Any expecting parent is excited to have a baby. Even with gender equality, some parents want boys. We must change our attitude to prioritize the child’s health and well-being and be grateful to the One Almighty God regardless of gender of the child. Cultural values must shift to favor healthy children so everyone flourishes.
A healthy diet supports you and your baby during pregnancy, a period of incredible change. Dietary diversity with nutrient-rich meals helps you grow. Five pregnancy-friendly foods and a healthcare provider or dietician should provide personalized advice:
- Green Powerhouses:
Spinach, kale, and Swiss chard are rich in folate, iron, and calcium. Folate promotes neural tube growth and minimizes early birth defects. Calcium builds body and baby bones, while iron produces red blood cells to combat anemia.
- Building Block Protein:
Chicken, fish, tofu, and legumes supply essential amino acids for newborns. An infant needs protein to create organs, muscles, and tissues. Protein can alleviate pregnant tiredness and edema.
- Long-lasting Energy: Whole Grains
Quinoa, brown rice, oats, and whole wheat bread contain complex carbs, fiber, and B vitamins. These nutrients boost brain and nervous system development, vitality, and constipation defense. Whole grains fuel and control blood sugar better than processed grains.
- Milk Builds Bones:
Milk, cheese, and yoghurt give newborns calcium, vitamin D, and protein for bone and teeth formation.
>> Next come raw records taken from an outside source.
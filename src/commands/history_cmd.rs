// src/commands/history_cmd.rs
use async_trait::async_trait;

use crate::commands::{Command, CommandContext, CommandResult};

pub struct HistoryCommand;

#[async_trait]
impl Command for HistoryCommand {
    fn name(&self) -> &'static str {
        "history"
    }

    fn description(&self) -> &'static str {
        "Show command history (-c to clear)"
    }

    async fn execute(&self, ctx: CommandContext) -> CommandResult {
        if ctx.args.first().map(String::as_str) == Some("-c") {
            ctx.history.write().await.clear();
            return CommandResult::success("Command history cleared\n".to_string());
        }

        let history = ctx.history.read().await;
        let mut out = String::new();
        for (i, entry) in history.entries().iter().enumerate() {
            out.push_str(&format!("{:5}  {}\n", i + 1, entry));
        }
        CommandResult::success(out)
    }
}
// src/commands/clear_cmd.rs
use async_trait::async_trait;

use crate::commands::{Command, CommandContext, CommandResult};

pub struct ClearCommand;

#[async_trait]
impl Command for ClearCommand {
    fn name(&self) -> &'static str {
        "clear"
    }

    fn description(&self) -> &'static str {
        "Clear the screen"
    }

    async fn execute(&self, _ctx: CommandContext) -> CommandResult {
        // ANSI: erase display, cursor home
        CommandResult::success("\x1b[2J\x1b[1;1H".to_string())
    }
}
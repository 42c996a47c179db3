// src/commands/mod.rs
pub mod cat;
pub mod cd_cmd;
pub mod clear_cmd;
pub mod date;
pub mod echo;
pub mod grep;
pub mod help_cmd;
pub mod history_cmd;
pub mod ls;
pub mod mkdir;
pub mod pwd;
pub mod registry;
pub mod reset_cmd;
pub mod rm;
pub mod rmdir_cmd;
pub mod touch;
pub mod tree_cmd;
pub mod types;
pub mod version_cmd;

pub use registry::{create_default_registry, register_builtins, CommandRegistry};
pub use types::{Command, CommandContext, CommandResult};
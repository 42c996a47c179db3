// src/commands/ls/mod.rs
use async_trait::async_trait;

use crate::commands::{Command, CommandContext, CommandResult};

pub struct LsCommand;

#[async_trait]
impl Command for LsCommand {
    fn name(&self) -> &'static str {
        "ls"
    }

    fn description(&self) -> &'static str {
        "List directory contents"
    }

    async fn execute(&self, ctx: CommandContext) -> CommandResult {
        let path = ctx.args.first().map(String::as_str).unwrap_or("");
        let tree = ctx.tree.read().await;
        match tree.list(path) {
            Ok(entries) if entries.is_empty() => CommandResult::success(String::new()),
            Ok(entries) => CommandResult::success(format!("{}\n", entries.join("\n"))),
            Err(e) => CommandResult::error(format!("ls: {e}\n")),
        }
    }
}

#[cfg(test)]
mod tests {
    use super::*;
    use crate::commands::types::test_support::make_ctx;

    #[tokio::test]
    async fn test_ls_default_lists_cwd() {
        let ctx = make_ctx(vec![]);
        let result = LsCommand.execute(ctx).await;
        assert_eq!(result.exit_code, 0);
        assert_eq!(result.stdout, "home/\ndocs/\n");
    }

    #[tokio::test]
    async fn test_ls_path() {
        let ctx = make_ctx(vec!["/docs"]);
        let result = LsCommand.execute(ctx).await;
        assert_eq!(result.stdout, "readme.txt\n");
    }

    #[tokio::test]
    async fn test_ls_file_names_itself() {
        let ctx = make_ctx(vec!["/docs/readme.txt"]);
        let result = LsCommand.execute(ctx).await;
        assert_eq!(result.stdout, "readme.txt\n");
    }

    #[tokio::test]
    async fn test_ls_missing_path() {
        let ctx = make_ctx(vec!["/nope"]);
        let result = LsCommand.execute(ctx).await;
        assert_eq!(result.exit_code, 1);
        assert_eq!(result.stderr, "ls: Path not found: /nope\n");
    }

    #[tokio::test]
    async fn test_ls_empty_directory() {
        let ctx = make_ctx(vec!["/home"]);
        let result = LsCommand.execute(ctx).await;
        assert_eq!(result.exit_code, 0);
        assert!(result.stdout.is_empty());
    }
}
Calcium lowers blood pressure and may help pregnancy-induced hypertension. Reduce saturated fats and improve nutrition with low-fat or fat-free choices.
- Fruits and vegetables:
Berries, oranges, bell peppers, and carrots are colorful and rich in vitamins, minerals, antioxidants, and fiber. Vitamin C boosts skin, immunity, and iron absorption. Your child and you benefit from antioxidants that protect cells.